• Welcome to Religious Forums, a friendly forum to discuss all religions in a friendly surrounding.

    Your voice is missing! You will need to register to get access to the following site features:
    • Reply to discussions and create your own threads.
    • Our modern chat room. No add-ons or extensions required, just login and start chatting!
    • Access to private conversations with other members.

    We hope to see you as a part of our community soon!

charlie sc

Well-Known Member
Here's a link to Meta-Analysis in Parapsychology from the PSI position.
1st, The link it not working, 2nd, give a bit more context, 3rd, show one study not a meta analysis.

I think I know why you are giving a link to a meta-analysis. It seems like you think the meta-analysis for the 100 studies somehow infers low-quality research, partly because it's a meta-analysis. However, that was not their goal, their conclusion or their methodology. Their goal was to see if there's a replication crisis in psychology. This is what they achieved. The goal of a meta-analysis in psi is to see if there's enough statistical power from studies if psi(AS A WHOLE THEORY) studies as a whole. Therefore, they are measuring psi, not reproducibility. They're going through each psi study with this in mind and selectively choosing with this in mind. In comparison, the 100 replication study took randomish samples with all different theories. They aren't measuring a single theory or single method. If they wanted to measure the quality of research, they'd go about it in other means. I don't know how but it wouldn't be this way.
 

joe1776

Well-Known Member
No, you do not know how to apply logical fallacies either.
Opinion not an argument.
I gave you a very good source on what qualifies as scientific evidence.
Opinion not an argument.
I could find others for you that would say the same thing
Irrelevant.
You have not constructed a proper hypothesis.
I gave you one. You rejected it.
You could not think of a reasonable way that it could be falsified.
I gave you one which you rejected.
Others too have noted that you do not understand how work in the sciences is done.
Logical fallacy: appeal to popularity.
You do not appear to understand the concept of evidence which definitely hinders your ability to post any reliable evidence.
Opinion not an argument.
This has been comments on by quite a few others.
Logical fallacy: appeal to popularity.

Bottom line: You made no argument worthy of debate in this post.
 

ecco

Veteran Member
Alan Turing, the pioneering computer scientist, referred to the ‘overwhelming’ statistical evidence for telepathy in a landmark paper on artificial intelligence.
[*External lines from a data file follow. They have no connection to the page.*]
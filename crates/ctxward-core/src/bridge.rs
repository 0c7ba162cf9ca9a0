//! Context Bridge (C5, §4.5): translates a processed update into exactly
//! one safety [`Decision`] (P5, decision totality).

use crate::models::{now_millis, Decision, DecisionKind, DecisionPayload, LearnedThresholds, Severity};

pub struct ContextBridge {
    pub high_velocity_tokens_per_sec: f64,
}

impl ContextBridge {
    pub fn new(high_velocity_tokens_per_sec: f64) -> Self {
        Self {
            high_velocity_tokens_per_sec,
        }
    }

    /// §4.5 decision ladder, evaluated in order: emergency, then required,
    /// then recommended, then the high-velocity warning, else proceed.
    pub fn decide(
        &self,
        session_id: &str,
        utilization: f64,
        velocity: f64,
        window_size: u64,
        thresholds: &LearnedThresholds,
    ) -> Decision {
        let now = now_millis();
        let u = utilization;
        let v = velocity;

        if u >= thresholds.compaction_threshold {
            return Decision {
                session_id: session_id.to_string(),
                kind: DecisionKind::EmergencySaveAndClear,
                severity: Severity::Critical,
                payload: DecisionPayload {
                    utilization: Some(u),
                    velocity: Some(v),
                    ..Default::default()
                },
                observed_at: now,
            };
        }

        if u >= thresholds.warning_threshold {
            let eta = (thresholds.compaction_threshold - u) * window_size as f64 / v.max(1.0);
            return Decision {
                session_id: session_id.to_string(),
                kind: DecisionKind::CheckpointRequired,
                severity: Severity::Critical,
                payload: DecisionPayload {
                    eta_to_compaction_secs: Some(eta),
                    utilization: Some(u),
                    velocity: Some(v),
                    ..Default::default()
                },
                observed_at: now,
            };
        }

        if u >= thresholds.checkpoint_threshold {
            return Decision {
                session_id: session_id.to_string(),
                kind: DecisionKind::CheckpointRecommended,
                severity: Severity::Warning,
                payload: DecisionPayload {
                    utilization: Some(u),
                    velocity: Some(v),
                    ..Default::default()
                },
                observed_at: now,
            };
        }

        if v >= self.high_velocity_tokens_per_sec {
            return Decision {
                session_id: session_id.to_string(),
                kind: DecisionKind::Warning,
                severity: Severity::Warning,
                payload: DecisionPayload {
                    reason: Some("high-velocity".to_string()),
                    utilization: Some(u),
                    velocity: Some(v),
                    ..Default::default()
                },
                observed_at: now,
            };
        }

        Decision {
            session_id: session_id.to_string(),
            kind: DecisionKind::Proceed,
            severity: Severity::Info,
            payload: DecisionPayload {
                utilization: Some(u),
                velocity: Some(v),
                ..Default::default()
            },
            observed_at: now,
        }
    }
}

#[cfg(test)]
mod tests {
    use super::*;

    fn thresholds() -> LearnedThresholds {
        LearnedThresholds::default()
    }

    #[test]
    fn low_utilization_proceeds() {
        let bridge = ContextBridge::new(1000.0);
        let d = bridge.decide("s", 0.1, 10.0, 200_000, &thresholds());
        assert_eq!(d.kind, DecisionKind::Proceed);
    }

    #[test]
    fn reaching_checkpoint_threshold_recommends() {
        let bridge = ContextBridge::new(1000.0);
        let d = bridge.decide("s", 0.75, 10.0, 200_000, &thresholds());
        assert_eq!(d.kind, DecisionKind::CheckpointRecommended);
    }

    #[test]
    fn reaching_warning_threshold_requires_checkpoint_with_eta() {
        let bridge = ContextBridge::new(1000.0);
        let d = bridge.decide("s", 0.86, 1000.0, 200_000, &thresholds());
        assert_eq!(d.kind, DecisionKind::CheckpointRequired);
        assert!(d.payload.eta_to_compaction_secs.is_some());
    }

    #[test]
    fn reaching_compaction_threshold_emergency() {
        let bridge = ContextBridge::new(1000.0);
        let d = bridge.decide("s", 0.96, 10.0, 200_000, &thresholds());
        assert_eq!(d.kind, DecisionKind::EmergencySaveAndClear);
    }

    #[test]
    fn high_velocity_below_checkpoint_threshold_warns() {
        let bridge = ContextBridge::new(1000.0);
        let d = bridge.decide("s", 0.1, 6000.0, 200_000, &thresholds());
        assert_eq!(d.kind, DecisionKind::Warning);
        assert_eq!(d.payload.reason.as_deref(), Some("high-velocity"));
    }

    #[test]
    fn normal_ramp_scenario_matches_spec_example() {
        // §8 scenario 1: 10000, 50000, 120000, 150000 on a 200000 window.
        let bridge = ContextBridge::new(1000.0);
        let t = thresholds();
        let utils = [10_000.0, 50_000.0, 120_000.0, 150_000.0].map(|tok| tok / 200_000.0);
        let kinds: Vec<_> = utils
            .iter()
            .map(|u| bridge.decide("s-1", *u, 0.0, 200_000, &t).kind)
            .collect();
        assert_eq!(
            kinds,
            vec![
                DecisionKind::Proceed,
                DecisionKind::Proceed,
                DecisionKind::Proceed,
                DecisionKind::CheckpointRecommended,
            ]
        );
        assert!((utils[3] - 0.75).abs() < 0.001);
    }
}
Here's a list of Nobel Prize winners interested in psi. Most of them are/were scientists.


Creationists and psi woosters often post quotes out of context. Your list is even worse. It doesn't show what the person said. It just shows where a person allegedly said something.

Random example:
Gerald Balfour (1853-1945), scholar, Chief Secretary for Ireland, president of the Society for Psychical Research.252

252 http://www.spr.ac.uk/page/past-presidents-parapsychology

Which links to
Page not found

Your link... Eminent People Interested in Psi | Psi Encyclopedia
...is not even on a par with a creationist link to AIG.



ETA: I just had to add this...
Santiago Ramón y Cajal (1852-1934), 1906 Nobel Prize in Physiology or Medicine, researched hypnosis and psi phenomena and wrote a book about them (destroyed during the Spanish Civil War).
How convenient - his book was destroyed. Yet we are to take someone's word for the content.
 

ecco

Veteran Member
And to you a list that includes the support of Nobel Prize winning physicists is no match for the opinions of such luminaries as James Randi?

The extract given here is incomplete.